Mawhood then sent a letter to Hand, warning him that if the militia did not put down their arms, he would "attack the militia wearing arms, burn their houses, and reduce them, their unfortunate wives, and their children to beggary and distress." Hand refused to surrender, writing in his response that "[y]our threat to burn and destroy, induces me to imagine that I am reading the orders of a barbarous Attila, and not of a gentleman, brave, generous, and polished."
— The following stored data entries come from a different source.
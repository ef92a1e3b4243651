use std::fmt::Write;

use crate::types::SenderConfig;

/// Generate an AES67 SDP description for a sender
///
/// CRLF line endings throughout, as transport files are published to
/// external control systems. The `ptime` attribute carries the actual
/// configured packet time in milliseconds rather than an unconditional `1`.
#[must_use]
pub fn generate(config: &SenderConfig, session_id: u64, origin_address: &str) -> String {
    let mut sdp = String::with_capacity(256);

    // Writing into a String cannot fail.
    let _ = write!(
        sdp,
        "v=0\r\n\
         o=- {session_id} {session_id} IN IP4 {origin_address}\r\n\
         s={}\r\n\
         c=IN IP4 {}/32\r\n\
         t=0 0\r\n\
         m=audio {} RTP/AVP {}\r\n",
        config.label, config.multicast_ip, config.port, config.payload_type,
    );

    let encoding = config.format().encoding_name().unwrap_or("L24");
    let _ = write!(
        sdp,
        "a=rtpmap:{} {encoding}/{}/{}\r\n\
         a=ptime:{}\r\n\
         a=ts-refclk:ptp=IEEE1588-2008\r\n\
         a=mediaclk:direct=0\r\n",
        config.payload_type,
        config.sample_rate,
        config.channels,
        format_ptime_ms(config.packet_time_us),
    );

    sdp
}

/// Format a packet time in microseconds as an SDP ptime value in
/// milliseconds, without trailing zeros
fn format_ptime_ms(packet_time_us: u32) -> String {
    if packet_time_us % 1000 == 0 {
        (packet_time_us / 1000).to_string()
    } else {
        format!("{}", f64::from(packet_time_us) / 1000.0)
    }
}
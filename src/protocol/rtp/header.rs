use thiserror::Error;

/// RTP header (RFC 3550), fixed 12-byte part
///
/// All multi-byte fields are big-endian on the wire. AES67 payload types
/// are dynamic (96-127), so the field stays a raw `u8`.
#[derive(Debug, Clone, Copy, PartialEq, Eq)]
pub struct RtpHeader {
    /// Version (2 bits, always 2)
    pub version: u8,
    /// Padding flag
    pub padding: bool,
    /// Extension flag
    pub extension: bool,
    /// CSRC count (4 bits)
    pub csrc_count: u8,
    /// Marker bit
    pub marker: bool,
    /// Payload type (7 bits)
    pub payload_type: u8,
    /// Sequence number (16 bits)
    pub sequence: u16,
    /// Timestamp (32 bits)
    pub timestamp: u32,
    /// Synchronization source ID (32 bits)
    pub ssrc: u32,
}

impl RtpHeader {
    /// Fixed RTP header size
    pub const SIZE: usize = 12;

    /// Create an AES67 audio packet header
    #[must_use]
    pub fn new_audio(payload_type: u8, sequence: u16, timestamp: u32, ssrc: u32) -> Self {
        Self {
            version: 2,
            padding: false,
            extension: false,
            csrc_count: 0,
            marker: false,
            payload_type,
            sequence,
            timestamp,
            ssrc,
        }
    }

    /// Encode header to bytes
    #[must_use]
    pub fn encode(&self) -> [u8; Self::SIZE] {
        let mut buf = [0u8; Self::SIZE];

        // Byte 0: V(2) | P(1) | X(1) | CC(4)
        buf[0] = (self.version << 6)
            | (u8::from(self.padding) << 5)
            | (u8::from(self.extension) << 4)
            | (self.csrc_count & 0x0F);

        // Byte 1: M(1) | PT(7)
        buf[1] = (u8::from(self.marker) << 7) | (self.payload_type & 0x7F);

        buf[2..4].copy_from_slice(&self.sequence.to_be_bytes());
        buf[4..8].copy_from_slice(&self.timestamp.to_be_bytes());
        buf[8..12].copy_from_slice(&self.ssrc.to_be_bytes());

        buf
    }

    /// Decode the fixed header from the start of a datagram
    ///
    /// # Errors
    ///
    /// Returns `RtpParseError` if the buffer is too small or the version is
    /// not 2.
    pub fn decode(buf: &[u8]) -> Result<Self, RtpParseError> {
        if buf.len() < Self::SIZE {
            return Err(RtpParseError::TooShort(buf.len()));
        }

        let version = (buf[0] >> 6) & 0x03;
        if version != 2 {
            return Err(RtpParseError::InvalidVersion(version));
        }

        Ok(Self {
            version,
            padding: (buf[0] >> 5) & 0x01 != 0,
            extension: (buf[0] >> 4) & 0x01 != 0,
            csrc_count: buf[0] & 0x0F,
            marker: (buf[1] >> 7) & 0x01 != 0,
            payload_type: buf[1] & 0x7F,
            sequence: u16::from_be_bytes([buf[2], buf[3]]),
            timestamp: u32::from_be_bytes([buf[4], buf[5], buf[6], buf[7]]),
            ssrc: u32::from_be_bytes([buf[8], buf[9], buf[10], buf[11]]),
        })
    }
}

/// RTP parsing errors
#[derive(Debug, Error)]
pub enum RtpParseError {
    /// Datagram shorter than the fixed header
    #[error("datagram too short: {0} bytes")]
    TooShort(usize),

    /// Version field is not 2
    #[error("invalid RTP version: {0}")]
    InvalidVersion(u8),

    /// Extension header length field points past the datagram
    #[error("truncated extension header")]
    TruncatedExtension,

    /// Nothing left after the headers
    #[error("empty payload")]
    EmptyPayload,

    /// Payload is not a whole number of audio frames
    #[error("payload of {len} bytes is not a multiple of the {frame} byte frame size")]
    PartialFrame {
        /// Payload length in bytes
        len: usize,
        /// Frame size in bytes
        frame: usize,
    },
}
Wayne's expedition through southern New Jersey heightened tensions between General Washington and New Jersey officials, since the state had largely been left to its own defenses during the winter. The British response to Wayne's movements led New Jersey officials to demand a Continental Army presence in the region. One week after Wayne's departure, Washington sent a small detachment of Continentals into southern New Jersey, but it was wholly ineffective at preventing the crumbling of southern New Jersey militia organizations.